>>>
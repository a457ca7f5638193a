use student_core::db::open_db_in_memory;
use student_core::{
    Gender, NewStudent, SqliteStudentRepository, StudentService, StudentServiceError,
};

fn jamila() -> NewStudent {
    NewStudent::new("Jamila", "jamila@x.com", Gender::Female)
}

#[test]
fn created_student_is_listed_exactly_once() {
    let conn = open_db_in_memory().unwrap();
    let service = StudentService::new(SqliteStudentRepository::new(&conn));

    let saved = service.add_student(&jamila()).unwrap();

    let all = service.get_all_students().unwrap();
    assert_eq!(all.len(), 1);
    assert_eq!(all[0], saved);
    assert_eq!(all[0].name, "Jamila");
    assert_eq!(all[0].email, "jamila@x.com");
    assert_eq!(all[0].gender, Gender::Female);
}

#[test]
fn duplicate_email_is_rejected_without_altering_state() {
    let conn = open_db_in_memory().unwrap();
    let service = StudentService::new(SqliteStudentRepository::new(&conn));

    service.add_student(&jamila()).unwrap();
    let before = service.get_all_students().unwrap();

    let err = service
        .add_student(&NewStudent::new("Someone Else", "jamila@x.com", Gender::Male))
        .unwrap_err();
    assert!(matches!(err, StudentServiceError::EmailTaken(_)));
    assert_eq!(err.to_string(), "Email jamila@x.com taken");

    assert_eq!(service.get_all_students().unwrap(), before);
}

#[test]
fn deleting_missing_id_fails_without_altering_state() {
    let conn = open_db_in_memory().unwrap();
    let service = StudentService::new(SqliteStudentRepository::new(&conn));
    service.add_student(&jamila()).unwrap();
    let before = service.get_all_students().unwrap();

    let err = service.delete_student(99).unwrap_err();
    assert!(matches!(err, StudentServiceError::StudentNotFound(99)));
    assert_eq!(err.to_string(), "Student with id 99 does not exists");

    assert_eq!(service.get_all_students().unwrap(), before);
}

#[test]
fn create_then_delete_leaves_empty_list() {
    let conn = open_db_in_memory().unwrap();
    let service = StudentService::new(SqliteStudentRepository::new(&conn));

    let saved = service.add_student(&jamila()).unwrap();
    service.delete_student(saved.id).unwrap();

    assert!(service.get_all_students().unwrap().is_empty());
}

#[test]
fn second_delete_of_same_id_is_not_found() {
    let conn = open_db_in_memory().unwrap();
    let service = StudentService::new(SqliteStudentRepository::new(&conn));

    let saved = service.add_student(&jamila()).unwrap();
    service.delete_student(saved.id).unwrap();

    let err = service.delete_student(saved.id).unwrap_err();
    assert!(matches!(err, StudentServiceError::StudentNotFound(id) if id == saved.id));
}

#[test]
fn email_can_be_reused_after_its_owner_is_deleted() {
    let conn = open_db_in_memory().unwrap();
    let service = StudentService::new(SqliteStudentRepository::new(&conn));

    let saved = service.add_student(&jamila()).unwrap();
    service.delete_student(saved.id).unwrap();

    assert!(service.add_student(&jamila()).is_ok());
}

#[test]
fn listing_twice_without_writes_is_stable() {
    let conn = open_db_in_memory().unwrap();
    let service = StudentService::new(SqliteStudentRepository::new(&conn));
    service.add_student(&jamila()).unwrap();
    service
        .add_student(&NewStudent::new("Alex", "alex@x.com", Gender::Male))
        .unwrap();

    assert_eq!(
        service.get_all_students().unwrap(),
        service.get_all_students().unwrap()
    );
}

#[test]
fn plain_text_email_is_accepted_and_listed() {
    let conn = open_db_in_memory().unwrap();
    let service = StudentService::new(SqliteStudentRepository::new(&conn));

    let saved = service
        .add_student(&NewStudent::new("Alex", "alex", Gender::Male))
        .unwrap();

    assert_eq!(saved.email, "alex");
    assert_eq!(service.get_all_students().unwrap(), vec![saved]);
}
<<<
Task description: From the listing above, extract every line exactly as it stands.

Solved exercise:
repository a457ca7f5638193a
use student_core::db::open_db_in_memory;
use student_core::{
    Gender, NewStudent, SqliteStudentRepository, StudentService, StudentServiceError,
};

fn jamila() -> NewStudent {
    NewStudent::new("Jamila", "jamila@x.com", Gender::Female)
}

#[test]
fn created_student_is_listed_exactly_once() {
    let conn = open_db_in_memory().unwrap();
    let service = StudentService::new(SqliteStudentRepository::new(&conn));

    let saved = service.add_student(&jamila()).unwrap();

    let all = service.get_all_students().unwrap();
    assert_eq!(all.len(), 1);
    assert_eq!(all[0], saved);
    assert_eq!(all[0].name, "Jamila");
    assert_eq!(all[0].email, "jamila@x.com");
    assert_eq!(all[0].gender, Gender::Female);
}

#[test]
fn duplicate_email_is_rejected_without_altering_state() {
    let conn = open_db_in_memory().unwrap();
    let service = StudentService::new(SqliteStudentRepository::new(&conn));

    service.add_student(&jamila()).unwrap();
    let before = service.get_all_students().unwrap();

    let err = service
        .add_student(&NewStudent::new("Someone Else", "jamila@x.com", Gender::Male))
        .unwrap_err();
    assert!(matches!(err, StudentServiceError::EmailTaken(_)));
    assert_eq!(err.to_string(), "Email jamila@x.com taken");

    assert_eq!(service.get_all_students().unwrap(), before);
}

#[test]
fn deleting_missing_id_fails_without_altering_state() {
    let conn = open_db_in_memory().unwrap();
    let service = StudentService::new(SqliteStudentRepository::new(&conn));
    service.add_student(&jamila()).unwrap();
    let before = service.get_all_students().unwrap();

    let err = service.delete_student(99).unwrap_err();
    assert!(matches!(err, StudentServiceError::StudentNotFound(99)));
    assert_eq!(err.to_string(), "Student with id 99 does not exists");

    assert_eq!(service.get_all_students().unwrap(), before);
}

#[test]
fn create_then_delete_leaves_empty_list() {
    let conn = open_db_in_memory().unwrap();
    let service = StudentService::new(SqliteStudentRepository::new(&conn));

    let saved = service.add_student(&jamila()).unwrap();
    service.delete_student(saved.id).unwrap();

    assert!(service.get_all_students().unwrap().is_empty());
}

#[test]
fn second_delete_of_same_id_is_not_found() {
    let conn = open_db_in_memory().unwrap();
    let service = StudentService::new(SqliteStudentRepository::new(&conn));

    let saved = service.add_student(&jamila()).unwrap();
    service.delete_student(saved.id).unwrap();

    let err = service.delete_student(saved.id).unwrap_err();
    assert!(matches!(err, StudentServiceError::StudentNotFound(id) if id == saved.id));
}

#[test]
fn email_can_be_reused_after_its_owner_is_deleted() {
    let conn = open_db_in_memory().unwrap();
    let service = StudentService::new(SqliteStudentRepository::new(&conn));

    let saved = service.add_student(&jamila()).unwrap();
    service.delete_student(saved.id).unwrap();

    assert!(service.add_student(&jamila()).is_ok());
}

#[test]
fn listing_twice_without_writes_is_stable() {
    let conn = open_db_in_memory().unwrap();
    let service = StudentService::new(SqliteStudentRepository::new(&conn));
    service.add_student(&jamila()).unwrap();
    service
        .add_student(&NewStudent::new("Alex", "alex@x.com", Gender::Male))
        .unwrap();

    assert_eq!(
        service.get_all_students().unwrap(),
        service.get_all_students().unwrap()
    );
}

#[test]
fn plain_text_email_is_accepted_and_listed() {
    let conn = open_db_in_memory().unwrap();
    let service = StudentService::new(SqliteStudentRepository::new(&conn));

    let saved = service
        .add_student(&NewStudent::new("Alex", "alex", Gender::Male))
        .unwrap();

    assert_eq!(saved.email, "alex");
    assert_eq!(service.get_all_students().unwrap(), vec![saved]);
}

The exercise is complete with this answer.